Sébastien Roch is a Professor of Mathematics at the University of Wisconsin–Madison, where he is also affiliated with the Department of Statistics and the Theory of Computing Group. He earned his PhD in Statistics from the University of California, Berkeley. He is the recipient of an NSF CAREER Award, an Alfred P. Sloan Fellowship and a Simons Fellowship. He also received the Best Paper Award at RECOMB 2018. In 2022, he was named Fellow of the IMS. His graduate textbook, Modern Discrete Probability: An Essential Toolkit, was recently published. This IMS Medallion Lecture will be given at the Seminar on Stochastic Processes (SSP) 2024 meeting (March 13–16, 2024, at Rice University in Houston, USA: see https://ssp2024.rice.edu/home).

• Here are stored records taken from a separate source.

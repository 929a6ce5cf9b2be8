use config::{Config, ConfigError, Environment, File};
use serde::{Deserialize, Serialize};
use std::path::Path;
use std::time::Duration;
use tracing::{debug, info};

#[derive(Debug, Deserialize, Serialize, Clone)]
pub struct ViewfinderConfig {
    pub prompt: PromptConfig,
    pub zoom: ZoomConfig,
    pub layout: LayoutConfig,
    pub system: SystemConfig,
}

#[derive(Debug, Deserialize, Serialize, Clone)]
pub struct PromptConfig {
    /// Application name embedded in permission and error prompts
    #[serde(default = "default_app_name")]
    pub app_name: String,

    /// Delay before audio permission prompts are cleared
    #[serde(default = "default_auto_clear_seconds")]
    pub auto_clear_seconds: u64,
}

#[derive(Debug, Deserialize, Serialize, Clone)]
pub struct ZoomConfig {
    /// Zoom ceiling used until the camera reports its own
    #[serde(default = "default_max_zoom_scale")]
    pub max_zoom_scale: f32,
}

#[derive(Debug, Deserialize, Serialize, Clone)]
pub struct LayoutConfig {
    /// Distance of the shutter center from the trailing or bottom edge
    #[serde(default = "default_shutter_inset")]
    pub shutter_inset: f64,

    /// Distance of the switch and torch centers from their corners
    #[serde(default = "default_corner_inset")]
    pub corner_inset: f64,

    /// Horizontal distance of the cancel center from the leading edge
    #[serde(default = "default_cancel_inset_x")]
    pub cancel_inset_x: f64,

    /// Vertical distance of the cancel center from the bottom edge
    #[serde(default = "default_cancel_inset_y")]
    pub cancel_inset_y: f64,

    /// Distance of the text prompt center from the top edge
    #[serde(default = "default_prompt_inset")]
    pub prompt_inset: f64,
}

#[derive(Debug, Deserialize, Serialize, Clone)]
pub struct SystemConfig {
    /// Event bus capacity
    #[serde(default = "default_event_bus_capacity")]
    pub event_bus_capacity: usize,
}

impl PromptConfig {
    pub fn auto_clear_delay(&self) -> Duration {
        Duration::from_secs(self.auto_clear_seconds)
    }
}

impl ViewfinderConfig {
    /// Load configuration from default sources (file + environment variables)
    pub fn load() -> Result<Self, ConfigError> {
        Self::load_from_file("viewfinder.toml")
    }

    /// Load configuration from a specific file path
    pub fn load_from_file<P: AsRef<Path>>(path: P) -> Result<Self, ConfigError> {
        let path_str = path.as_ref().to_string_lossy();
        debug!("Loading configuration from: {}", path_str);

        let settings = Config::builder()
            .set_default("prompt.app_name", default_app_name())?
            .set_default("prompt.auto_clear_seconds", default_auto_clear_seconds())?
            .set_default("zoom.max_zoom_scale", default_max_zoom_scale() as f64)?
            .set_default("layout.shutter_inset", default_shutter_inset())?
            .set_default("layout.corner_inset", default_corner_inset())?
            .set_default("layout.cancel_inset_x", default_cancel_inset_x())?
            .set_default("layout.cancel_inset_y", default_cancel_inset_y())?
            .set_default("layout.prompt_inset", default_prompt_inset())?
            .set_default(
                "system.event_bus_capacity",
                default_event_bus_capacity() as i64,
            )?
            .add_source(File::with_name(&path_str).required(false))
            // e.g. VIEWFINDER_PROMPT__APP_NAME; `__` keeps field names with underscores intact
            .add_source(
                Environment::with_prefix("VIEWFINDER")
                    .prefix_separator("_")
                    .separator("__"),
            )
            .build()?;

        let config: ViewfinderConfig = settings.try_deserialize()?;

        info!("Configuration loaded successfully");
        debug!("Final configuration: {:#?}", config);

        Ok(config)
    }

    /// Validate configuration values
    pub fn validate(&self) -> Result<(), ConfigError> {
        if self.prompt.app_name.trim().is_empty() {
            return Err(ConfigError::Message(
                "Prompt app_name must not be empty".to_string(),
            ));
        }

        if self.prompt.auto_clear_seconds == 0 {
            return Err(ConfigError::Message(
                "Prompt auto_clear_seconds must be greater than 0".to_string(),
            ));
        }

        if !(self.zoom.max_zoom_scale >= 1.0) {
            return Err(ConfigError::Message(
                "Zoom max_zoom_scale must be at least 1.0".to_string(),
            ));
        }

        let insets = [
            ("shutter_inset", self.layout.shutter_inset),
            ("corner_inset", self.layout.corner_inset),
            ("cancel_inset_x", self.layout.cancel_inset_x),
            ("cancel_inset_y", self.layout.cancel_inset_y),
            ("prompt_inset", self.layout.prompt_inset),
        ];
        for (name, value) in insets {
            if !(value >= 0.0) {
                return Err(ConfigError::Message(format!(
                    "Layout {} must not be negative",
                    name
                )));
            }
        }

        if self.system.event_bus_capacity == 0 {
            return Err(ConfigError::Message(
                "Event bus capacity must be greater than 0".to_string(),
            ));
        }

        Ok(())
    }

    /// Render this configuration as TOML
    pub fn to_toml(&self) -> crate::error::Result<String> {
        Ok(toml::to_string_pretty(self)?)
    }
}

impl Default for ViewfinderConfig {
    fn default() -> Self {
        Self {
            prompt: PromptConfig {
                app_name: default_app_name(),
                auto_clear_seconds: default_auto_clear_seconds(),
            },
            zoom: ZoomConfig {
                max_zoom_scale: default_max_zoom_scale(),
            },
            layout: LayoutConfig::default(),
            system: SystemConfig {
                event_bus_capacity: default_event_bus_capacity(),
            },
        }
    }
}

impl Default for LayoutConfig {
    fn default() -> Self {
        Self {
            shutter_inset: default_shutter_inset(),
            corner_inset: default_corner_inset(),
            cancel_inset_x: default_cancel_inset_x(),
            cancel_inset_y: default_cancel_inset_y(),
            prompt_inset: default_prompt_inset(),
        }
    }
}

// Default value functions
fn default_app_name() -> String {
    "Viewfinder".to_string()
}
fn default_auto_clear_seconds() -> u64 {
    2
}
fn default_max_zoom_scale() -> f32 {
    5.0
}
fn default_shutter_inset() -> f64 {
    45.0
}
fn default_corner_inset() -> f64 {
    25.0
}
fn default_cancel_inset_x() -> f64 {
    55.0
}
fn default_cancel_inset_y() -> f64 {
    45.0
}
fn default_prompt_inset() -> f64 {
    45.0
}
fn default_event_bus_capacity() -> usize {
    100
}

#[cfg(test)]
mod tests {
    use super::*;
    use std::io::Write;

    #[test]
    fn test_default_config() {
        let config = ViewfinderConfig::default();

        assert!(config.validate().is_ok());
        assert_eq!(config.prompt.auto_clear_delay(), Duration::from_secs(2));
        assert_eq!(config.zoom.max_zoom_scale, 5.0);
    }

    #[test]
    fn test_load_from_file() {
        let mut file = tempfile::Builder::new()
            .suffix(".toml")
            .tempfile()
            .unwrap();
        writeln!(
            file,
            "[prompt]\napp_name = \"Lens\"\n\n[zoom]\nmax_zoom_scale = 3.0\n"
        )
        .unwrap();

        let config = ViewfinderConfig::load_from_file(file.path()).unwrap();
        assert_eq!(config.prompt.app_name, "Lens");
        assert_eq!(config.prompt.auto_clear_seconds, 2);
        assert_eq!(config.zoom.max_zoom_scale, 3.0);
        assert_eq!(config.layout.corner_inset, 25.0);
    }

    #[test]
    fn test_missing_file_uses_defaults() {
        let dir = tempfile::tempdir().unwrap();
        let config = ViewfinderConfig::load_from_file(dir.path().join("absent.toml")).unwrap();

        assert_eq!(config.prompt.app_name, "Viewfinder");
        assert_eq!(config.system.event_bus_capacity, 100);
    }

    #[test]
    fn test_env_override_uses_double_underscore_between_section_and_field() {
        let dir = tempfile::tempdir().unwrap();
        std::env::set_var("VIEWFINDER_LAYOUT__PROMPT_INSET", "60");

        let config = ViewfinderConfig::load_from_file(dir.path().join("absent.toml"));
        std::env::remove_var("VIEWFINDER_LAYOUT__PROMPT_INSET");

        let config = config.unwrap();
        assert_eq!(config.layout.prompt_inset, 60.0);
        assert_eq!(config.layout.corner_inset, 25.0);
    }

    #[test]
    fn test_config_validation() {
        let mut config = ViewfinderConfig::default();

        config.zoom.max_zoom_scale = 0.5;
        assert!(config.validate().is_err());
        config.zoom.max_zoom_scale = 1.0;
        assert!(config.validate().is_ok());

        config.prompt.auto_clear_seconds = 0;
        assert!(config.validate().is_err());
        config.prompt.auto_clear_seconds = 2;

        config.layout.shutter_inset = -1.0;
        assert!(config.validate().is_err());
        config.layout.shutter_inset = 45.0;

        config.prompt.app_name = "  ".to_string();
        assert!(config.validate().is_err());
    }

    #[test]
    fn test_toml_round_trip_keeps_sections() {
        let rendered = ViewfinderConfig::default().to_toml().unwrap();

        assert!(rendered.contains("[prompt]"));
        assert!(rendered.contains("[layout]"));
        let parsed: ViewfinderConfig = toml::from_str(&rendered).unwrap();
        assert_eq!(parsed.layout.cancel_inset_x, 55.0);
    }
}
use crate::controller::ViewfinderController;
use crate::error::Result;
use crate::gesture::CameraFacing;
use crate::orientation::InterfaceOrientation;
use crate::setup::SetupOutcome;
use crate::ui::{Point, Rect};
use crossterm::event::{self, Event, KeyCode, KeyEventKind};
use crossterm::terminal::{disable_raw_mode, enable_raw_mode};
use std::sync::Arc;
use std::time::Duration;
use tokio::task;
use tokio_util::sync::CancellationToken;
use tracing::{debug, error, info, warn};

const ZOOM_STEP: f32 = 1.25;

/// What a key press asks the controller to do
#[derive(Debug, Clone, Copy, PartialEq)]
pub enum KeyCommand {
    Outcome(SetupOutcome),
    ZoomIn,
    ZoomOut,
    Focus,
    FlipFacing,
    Rotate,
    Quit,
}

/// Map a key to its command; unmapped keys yield `None`
pub fn command_for_key(code: KeyCode) -> Option<KeyCommand> {
    let command = match code {
        KeyCode::Char('1') => KeyCommand::Outcome(SetupOutcome::VideoReady),
        KeyCode::Char('2') => KeyCommand::Outcome(SetupOutcome::RequiresUpdate),
        KeyCode::Char('3') => KeyCommand::Outcome(SetupOutcome::VideoPermissionDenied),
        KeyCode::Char('4') => KeyCommand::Outcome(SetupOutcome::VideoPermissionRestricted),
        KeyCode::Char('5') => KeyCommand::Outcome(SetupOutcome::VideoNeedsAuthorizationRequest),
        KeyCode::Char('6') => KeyCommand::Outcome(SetupOutcome::AudioPermissionDenied),
        KeyCode::Char('7') => KeyCommand::Outcome(SetupOutcome::AudioPermissionRestricted),
        KeyCode::Char('8') => KeyCommand::Outcome(SetupOutcome::AudioNeedsAuthorizationRequest),
        KeyCode::Char('9') => KeyCommand::Outcome(SetupOutcome::InvalidVideoInput),
        KeyCode::Char('0') => KeyCommand::Outcome(SetupOutcome::UnknownError),
        KeyCode::Char('a') => KeyCommand::Outcome(SetupOutcome::AudioReady),
        KeyCode::Char('+') | KeyCode::Char('=') => KeyCommand::ZoomIn,
        KeyCode::Char('-') => KeyCommand::ZoomOut,
        KeyCode::Char('t') => KeyCommand::Focus,
        KeyCode::Char('f') => KeyCommand::FlipFacing,
        KeyCode::Char('o') => KeyCommand::Rotate,
        KeyCode::Char('q') | KeyCode::Esc => KeyCommand::Quit,
        _ => return None,
    };
    Some(command)
}

/// Keyboard driver that stands in for toolkit gestures and engine callbacks
pub struct KeyboardInputHandler {
    controller: Arc<ViewfinderController>,
    bounds: Rect,
    cancellation_token: CancellationToken,
    quit_token: CancellationToken,
}

impl KeyboardInputHandler {
    pub fn new(controller: Arc<ViewfinderController>, bounds: Rect) -> Self {
        Self {
            controller,
            bounds,
            cancellation_token: CancellationToken::new(),
            quit_token: CancellationToken::new(),
        }
    }

    /// Cancelled once the user presses the quit key
    pub fn quit_token(&self) -> CancellationToken {
        self.quit_token.clone()
    }

    /// Start listening for keyboard input
    pub async fn start(&self) -> Result<()> {
        info!("Starting keyboard input handler - digits send setup outcomes, q quits");

        let controller = Arc::clone(&self.controller);
        let cancellation_token = self.cancellation_token.clone();
        let quit_token = self.quit_token.clone();
        let mut driver = GestureDriver::new(self.bounds);

        task::spawn_blocking(move || {
            if let Err(e) = enable_raw_mode() {
                error!("Failed to enable raw mode for keyboard input: {}", e);
                return;
            }

            debug!("Raw mode enabled - keyboard handler active");

            loop {
                if cancellation_token.is_cancelled() {
                    debug!("Keyboard input handler stopping");
                    break;
                }

                match event::poll(Duration::from_millis(100)) {
                    Ok(true) => {
                        if let Ok(Event::Key(key_event)) = event::read() {
                            if key_event.kind != KeyEventKind::Press {
                                continue;
                            }
                            match command_for_key(key_event.code) {
                                Some(KeyCommand::Quit) => {
                                    info!("Quit key pressed");
                                    quit_token.cancel();
                                    break;
                                }
                                Some(command) => driver.apply(command, &controller),
                                None => debug!("Key pressed: {:?}", key_event.code),
                            }
                        }
                    }
                    Ok(false) => {}
                    Err(e) => {
                        warn!("Error polling for keyboard events: {}", e);
                    }
                }
            }

            if let Err(e) = disable_raw_mode() {
                error!("Failed to disable raw mode: {}", e);
            } else {
                debug!("Raw mode disabled");
            }

            debug!("Keyboard input handler task exited");
        });

        Ok(())
    }

    /// Stop the keyboard input handler
    pub async fn stop(&self) -> Result<()> {
        info!("Stopping keyboard input handler");
        self.cancellation_token.cancel();

        // Give the task a moment to clean up and disable raw mode
        tokio::time::sleep(Duration::from_millis(200)).await;

        let _ = disable_raw_mode();

        Ok(())
    }
}

/// Local view of facing and orientation so key presses can toggle them
struct GestureDriver {
    bounds: Rect,
    facing: CameraFacing,
    orientation: InterfaceOrientation,
}

impl GestureDriver {
    fn new(bounds: Rect) -> Self {
        Self {
            bounds,
            facing: CameraFacing::Back,
            orientation: InterfaceOrientation::Portrait,
        }
    }

    fn apply(&mut self, command: KeyCommand, controller: &ViewfinderController) {
        match command {
            KeyCommand::Outcome(outcome) => {
                info!("Simulating setup outcome: {}", outcome);
                controller.handle_setup_result(outcome);
            }
            KeyCommand::ZoomIn => {
                controller.begin_pinch();
                controller.pinch(ZOOM_STEP);
            }
            KeyCommand::ZoomOut => {
                controller.begin_pinch();
                controller.pinch(1.0 / ZOOM_STEP);
            }
            KeyCommand::Focus => {
                controller.tap(Point::new(self.bounds.mid_x(), self.bounds.mid_y()));
            }
            KeyCommand::FlipFacing => {
                self.facing = self.facing.flipped();
                controller.set_facing(self.facing);
            }
            KeyCommand::Rotate => {
                self.orientation = self.orientation.rotated();
                self.bounds = Rect::new(
                    self.bounds.min_x(),
                    self.bounds.min_y(),
                    self.bounds.size.height,
                    self.bounds.size.width,
                );
                controller.transition(self.orientation, self.bounds);
            }
            KeyCommand::Quit => {}
        }
    }
}

#[cfg(test)]
mod tests {
    use super::*;
    use crate::ui::LoggingSurface;

    fn create_controller() -> Arc<ViewfinderController> {
        let controller = ViewfinderController::builder()
            .view(LoggingSurface::new(Rect::new(0.0, 0.0, 375.0, 667.0)))
            .build()
            .unwrap();
        Arc::new(controller)
    }

    #[test]
    fn test_key_mapping() {
        assert_eq!(
            command_for_key(KeyCode::Char('6')),
            Some(KeyCommand::Outcome(SetupOutcome::AudioPermissionDenied))
        );
        assert_eq!(command_for_key(KeyCode::Esc), Some(KeyCommand::Quit));
        assert_eq!(command_for_key(KeyCode::Char('=')), Some(KeyCommand::ZoomIn));
        assert_eq!(command_for_key(KeyCode::Char('x')), None);
    }

    #[tokio::test]
    async fn test_driver_rotates_bounds_and_flips_facing() {
        let controller = create_controller();
        let mut driver = GestureDriver::new(Rect::new(0.0, 0.0, 375.0, 667.0));

        driver.apply(KeyCommand::Rotate, &controller);
        driver.apply(KeyCommand::FlipFacing, &controller);

        assert_eq!(driver.bounds.size.width, 667.0);
        assert_eq!(driver.orientation, InterfaceOrientation::LandscapeRight);

        let snapshot = controller.snapshot().await.unwrap();
        assert_eq!(snapshot.facing, CameraFacing::Front);
        assert_eq!(
            snapshot.orientation,
            Some(crate::orientation::CaptureOrientation::LandscapeRight)
        );
    }

    #[tokio::test]
    async fn test_keyboard_handler_stop() {
        let handler = KeyboardInputHandler::new(create_controller(), Rect::default());

        handler.stop().await.unwrap();
        assert!(handler.cancellation_token.is_cancelled());
        assert!(!handler.quit_token().is_cancelled());
    }
}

Complex Probabilistic Models in Evolutionary Biology: Challenges and Opportunities
The reconstruction of species phylogenies from genomic data is a key step in modern evolutionary studies. This task is complicated by the fact that genes evolve under biological phenomena that produce discordant histories. These include horizontal gene transfer, gene duplication and loss, and incomplete lineage sorting, all of which can be modeled using random gene tree distributions building on well-studied stochastic processes (branching processes, the coalescent, etc.). Gene trees are in turn estimated from molecular sequences using Markov models on trees. The rigorous analysis of the resulting complex models can help guide the design of new reconstruction methods with statistical and computational guarantees. I will illustrate the challenges and opportunities in this area via a few recent results. No biology background will be assumed.